[SIZE=5]Filistijnen (Pelisjtim) (1200 - 800 v. Chr.)[/SIZE]
Kanaän in de Bronstijd
Een ander volk dat de Libanon ging bewonen, waren de
Pelisjtim (Filistijnen), die net als de
Tjeker, die het Libanese kustgebied bewoonden, tot de Zeevolken behoorden. De lijfwacht van de Israëlitische koning David heette "Krethi en Plehti", waarbij "Krethi" voor Kretenzen en Plethi voor Filistijnen staat. De Plehti waren oorspronkelijk afkomstig uit het Egeïsch gebied. Hun cultuur was verwant met de
Myceense cultuur. De Krehti werden rond 1300 v. Chr.

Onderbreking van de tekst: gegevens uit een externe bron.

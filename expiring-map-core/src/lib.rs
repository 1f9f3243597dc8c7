//! # Expiring Map Core
//!
//! A concurrent in-memory key-value map whose entries expire after a TTL.
//!
//! ## Features
//!
//! - Thread-safe storage using `DashMap` (sharded locks, no global lock)
//! - Automatic expiration on read (lazy eviction)
//! - Background sweeper task for each map instance
//! - Per-entry expiry callbacks, run exactly once and never under a lock
//! - Generic keys and values
//!
//! ## Example
//!
//! ```rust,no_run
//! use expiring_map_core::{on_expire, ExpiringMap, MapConfig};
//! use std::time::Duration;
//!
//! #[tokio::main]
//! async fn main() {
//!     // Sweep for expired entries every second
//!     let map = ExpiringMap::new(Duration::from_secs(1));
//!
//!     // Or with a config
//!     let config = MapConfig::default()
//!         .with_sweep_interval(Duration::from_millis(250));
//!     let sessions: ExpiringMap<String, u64> = ExpiringMap::with_config(config);
//!
//!     // Store a value for 3 seconds, logging when it expires
//!     map.set_with_callbacks(
//!         "hey",
//!         213,
//!         Duration::from_secs(3),
//!         [on_expire(|v: &i32| println!("{v} expired"))],
//!     );
//!
//!     if let Some(value) = map.get("hey") {
//!         println!("hey = {}", value);
//!     }
//!
//!     // Give it 2 more seconds on top of its current deadline
//!     map.refresh("hey", Duration::from_secs(2)).unwrap();
//!
//!     // Explicit removal never runs callbacks
//!     map.remove("hey");
//!     sessions.flush();
//! }
//! ```

mod config;
mod entry;
mod error;
mod map;

pub use config::MapConfig;
pub use entry::{on_expire, ExpiryCallback};
pub use error::Error;
pub use map::ExpiringMap;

door de Plehti onderworpen en deze op hun beurt door de
Doriërs omstreeks 1150 v. Chr. De verdreven Achaiers (Plehti) staken samen met deze vreemdelingen de Bosporus over en
vielen het grote Hittietenrijk binnen. Daarna kwamen zij aan in Syrië, verwoestten Karkemisj, Ugarit en Byblos en
trokken op naar de Nijldelta. Een andere groep kwam overzee naar Cyprus, wat reeds door de Krehti was bezet. Van hieruit gingen zij naar de Libanon en Egypte. In de tweede helft van de 12e eeuw v. Chr. vestigden de Plehti en Krehti zich langs de zuidkust van Kanaän tussen Gaza en Joppe (Jaffa). Dit gebeurde mogelijk nadat zij in 1149 v. Chjr. voor de poorten van de Egypte door Ramses lll waren teruggeslagen, maar het is ook zeer wel mogelijk dat de Filistijnen zich, als soldaten in Egyptische dienst, in Palestina vestigden. Zij gingen er zich wijden aan de handel, vestigden een militair bestuur in Gaza - een vroegere Egyptische provinciehoofdstad - en in Askelon, Gath, Asdod en Ekron. Zij verenigden de volken van die steden tot een verbond dat spoedig de zuidkust van Kanaän ging overheersen.
Aanvankelijk stelden de
Israëlieten zich er tevreden mee dat de Filistijnen de kust van Kanaän te bezetten, maar toen de Filistijnen probeerden een grote staat te vestigen en kwamen zij in met hen in conflict.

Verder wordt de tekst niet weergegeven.